(Stored data)
/*!
 * End-to-end orchestrator runs against mock backends
 */

use std::sync::Arc;

use loctree::orchestrator::{LanguageOutcome, Orchestrator, UnitOutcome};
use loctree::providers::TranslationBackend;
use loctree::providers::mock::MockBackend;
use serde_json::Value;

use crate::common::{TempCatalogs, test_config};

const COMMON: &str = r#"{
  "title": "Dashboard",
  "greeting": "Hello {name}",
  "menu": {
    "home": "Home",
    "logout": "Log out"
  },
  "retries": 3
}"#;

fn parsed(content: &str) -> Value {
    serde_json::from_str(content).unwrap()
}

/// Happy path: every target language gets a structurally identical file
#[tokio::test]
async fn test_run_withWorkingBackend_shouldWriteAllTargets() {
    let catalogs = TempCatalogs::new();
    catalogs.write_catalog("en", "common.json", COMMON);

    let config = test_config(&catalogs.root_path(), "en", &["de", "es"]);
    let orchestrator =
        Orchestrator::with_backend(config, Arc::new(MockBackend::working())).unwrap();

    let report = orchestrator.run().await.unwrap();
    assert_eq!(report.files_written(), 2);
    assert_eq!(report.files_failed(), 0);

    for lang in ["de", "es"] {
        let content = catalogs.read_catalog(lang, "common.json");
        let tree = parsed(&content);

        // Shape mirrors the source; strings were rewritten by the mock
        assert_eq!(tree["title"], format!("[{}] Dashboard", lang));
        assert_eq!(tree["menu"]["home"], format!("[{}] Home", lang));
        assert_eq!(tree["retries"], 3);

        // Placeholders survive, markers do not leak
        let greeting = tree["greeting"].as_str().unwrap();
        assert!(greeting.contains("{name}"));
        assert!(!greeting.contains('⟦'));
    }
}

/// Idempotent re-run: the second run performs zero writes
#[tokio::test]
async fn test_run_twice_shouldNotRewriteExistingFiles() {
    let catalogs = TempCatalogs::new();
    catalogs.write_catalog("en", "common.json", COMMON);

    let config = test_config(&catalogs.root_path(), "en", &["de"]);
    let orchestrator =
        Orchestrator::with_backend(config.clone(), Arc::new(MockBackend::working())).unwrap();

    let first = orchestrator.run().await.unwrap();
    assert_eq!(first.files_written(), 1);

    let content_before = catalogs.read_catalog("de", "common.json");
    let mtime_before = catalogs.catalog_mtime("de", "common.json");

    // Second run on a fresh orchestrator: nothing is modified
    let orchestrator =
        Orchestrator::with_backend(config, Arc::new(MockBackend::working())).unwrap();
    let second = orchestrator.run().await.unwrap();

    assert_eq!(second.files_written(), 0);
    assert_eq!(second.files_skipped_existing(), 1);
    assert_eq!(catalogs.read_catalog("de", "common.json"), content_before);
    assert_eq!(catalogs.catalog_mtime("de", "common.json"), mtime_before);
}

/// RTL tagging: exactly the configured RTL languages carry the marker
#[tokio::test]
async fn test_run_withRtlTargets_shouldTagOnlyRtlOutputs() {
    let catalogs = TempCatalogs::new();
    catalogs.write_catalog("en", "common.json", COMMON);

    let config = test_config(&catalogs.root_path(), "en", &["de", "ar", "he"]);
    let orchestrator =
        Orchestrator::with_backend(config, Arc::new(MockBackend::working())).unwrap();
    orchestrator.run().await.unwrap();

    for lang in ["ar", "he"] {
        let tree = parsed(&catalogs.read_catalog(lang, "common.json"));
        assert_eq!(tree["_rtl"], Value::Bool(true), "missing _rtl for {}", lang);
    }

    let tree = parsed(&catalogs.read_catalog("de", "common.json"));
    assert!(tree.get("_rtl").is_none());
}

/// Failure isolation: a language whose session cannot be opened is skipped,
/// the languages around it still produce output, and the run succeeds
#[tokio::test]
async fn test_run_withUnsupportedMiddleLanguage_shouldIsolateFailure() {
    let catalogs = TempCatalogs::new();
    catalogs.write_catalog("en", "common.json", COMMON);

    let backend = Arc::new(MockBackend::working().rejecting_pairs(&["xx"]));
    let config = test_config(&catalogs.root_path(), "en", &["de", "xx", "es"]);
    let orchestrator = Orchestrator::with_backend(config, backend).unwrap();

    let report = orchestrator.run().await.unwrap();

    assert!(catalogs.catalog_exists("de", "common.json"));
    assert!(catalogs.catalog_exists("es", "common.json"));
    assert!(!catalogs.catalog_exists("xx", "common.json"));

    assert_eq!(report.files_written(), 2);
    assert_eq!(report.languages_skipped(), 1);
    assert!(matches!(
        report.languages[1].outcome,
        LanguageOutcome::Skipped(_)
    ));
}

/// Leaf fallback: with a failing backend the file is still written and every
/// string keeps its source text, placeholders intact
#[tokio::test]
async fn test_run_withFailingBackend_shouldWriteSourceTextVerbatim() {
    let catalogs = TempCatalogs::new();
    catalogs.write_catalog("en", "common.json", r#"{"greeting": "Hello {name}"}"#);

    let config = test_config(&catalogs.root_path(), "en", &["de"]);
    let orchestrator =
        Orchestrator::with_backend(config, Arc::new(MockBackend::failing())).unwrap();

    let report = orchestrator.run().await.unwrap();
    assert_eq!(report.files_written(), 1);
    assert_eq!(report.leaf_fallbacks(), 1);

    let tree = parsed(&catalogs.read_catalog("de", "common.json"));
    assert_eq!(tree["greeting"], "Hello {name}");
}

/// Skip-if-exists: a pre-populated destination is never clobbered
#[tokio::test]
async fn test_run_withPrepopulatedDestination_shouldLeaveItUntouched() {
    let catalogs = TempCatalogs::new();
    catalogs.write_catalog("en", "common.json", COMMON);
    catalogs.write_catalog("de", "common.json", r#"{"title": "Handgemacht"}"#);

    let config = test_config(&catalogs.root_path(), "en", &["de"]);
    let orchestrator =
        Orchestrator::with_backend(config, Arc::new(MockBackend::working())).unwrap();

    let report = orchestrator.run().await.unwrap();
    assert_eq!(report.files_written(), 0);
    assert_eq!(report.files_skipped_existing(), 1);
    assert_eq!(
        catalogs.read_catalog("de", "common.json"),
        r#"{"title": "Handgemacht"}"#
    );
}

/// Fatal precondition: a missing source language directory aborts the run
#[tokio::test]
async fn test_run_withMissingSourceDirectory_shouldFail() {
    let catalogs = TempCatalogs::new();

    let config = test_config(&catalogs.root_path(), "en", &["de"]);
    let orchestrator =
        Orchestrator::with_backend(config, Arc::new(MockBackend::working())).unwrap();

    assert!(orchestrator.run().await.is_err());
}

/// A configured file that is absent from the source directory is skipped
/// with a warning; other files in the same language still translate
#[tokio::test]
async fn test_run_withMissingSourceFile_shouldSkipThatUnitOnly() {
    let catalogs = TempCatalogs::new();
    catalogs.write_catalog("en", "common.json", COMMON);

    let mut config = test_config(&catalogs.root_path(), "en", &["de"]);
    config.catalog_files = vec!["missing.json".to_string(), "common.json".to_string()];

    let orchestrator =
        Orchestrator::with_backend(config, Arc::new(MockBackend::working())).unwrap();
    let report = orchestrator.run().await.unwrap();

    match &report.languages[0].outcome {
        LanguageOutcome::Processed(files) => {
            assert_eq!(files[0].outcome, UnitOutcome::MissingSource);
            assert!(matches!(files[1].outcome, UnitOutcome::Written { .. }));
        }
        other => panic!("unexpected outcome: {:?}", other),
    }

    assert!(catalogs.catalog_exists("de", "common.json"));
    assert!(!catalogs.catalog_exists("de", "missing.json"));
}

/// A source file that fails to parse is skipped; the rest of the language
/// continues
#[tokio::test]
async fn test_run_withUnparsableSourceFile_shouldContinueWithNextFile() {
    let catalogs = TempCatalogs::new();
    catalogs.write_catalog("en", "broken.json", "{not valid json");
    catalogs.write_catalog("en", "common.json", COMMON);

    let config = test_config(&catalogs.root_path(), "en", &["de"]);
    let orchestrator =
        Orchestrator::with_backend(config, Arc::new(MockBackend::working())).unwrap();

    let report = orchestrator.run().await.unwrap();
    assert_eq!(report.files_failed(), 1);
    assert_eq!(report.files_written(), 1);
    assert!(catalogs.catalog_exists("de", "common.json"));
    assert!(!catalogs.catalog_exists("de", "broken.json"));
}

/// With no configured file list, *.json catalogs are discovered in the
/// source directory
#[tokio::test]
async fn test_run_withEmptyFileList_shouldDiscoverCatalogs() {
    let catalogs = TempCatalogs::new();
    catalogs.write_catalog("en", "admin.json", r#"{"save": "Save"}"#);
    catalogs.write_catalog("en", "common.json", r#"{"ok": "OK"}"#);

    let config = test_config(&catalogs.root_path(), "en", &["de"]);
    assert!(config.catalog_files.is_empty());

    let orchestrator =
        Orchestrator::with_backend(config, Arc::new(MockBackend::working())).unwrap();
    let report = orchestrator.run().await.unwrap();

    assert_eq!(report.files_written(), 2);
    assert!(catalogs.catalog_exists("de", "admin.json"));
    assert!(catalogs.catalog_exists("de", "common.json"));
}

/// The backend never sees catalog-internal codes for divergent languages
#[tokio::test]
async fn test_run_withDivergentLanguage_shouldSendMappedCodeToBackend() {
    let catalogs = TempCatalogs::new();
    catalogs.write_catalog("en", "common.json", r#"{"ok": "OK"}"#);

    let backend = Arc::new(MockBackend::working());
    let config = test_config(&catalogs.root_path(), "en", &["he"]);
    let orchestrator =
        Orchestrator::with_backend(config, Arc::clone(&backend) as Arc<dyn TranslationBackend>)
            .unwrap();
    orchestrator.run().await.unwrap();

    // The mock tags output with the backend-side target code
    let tree = parsed(&catalogs.read_catalog("he", "common.json"));
    assert_eq!(tree["ok"], "[iw] OK");
    // And the RTL default set tags Hebrew output
    assert_eq!(tree["_rtl"], Value::Bool(true));
}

* [Exercise]
Determine how many lines above have the string "tags" and output nothing besides the count.

* [Answer to this problem]
2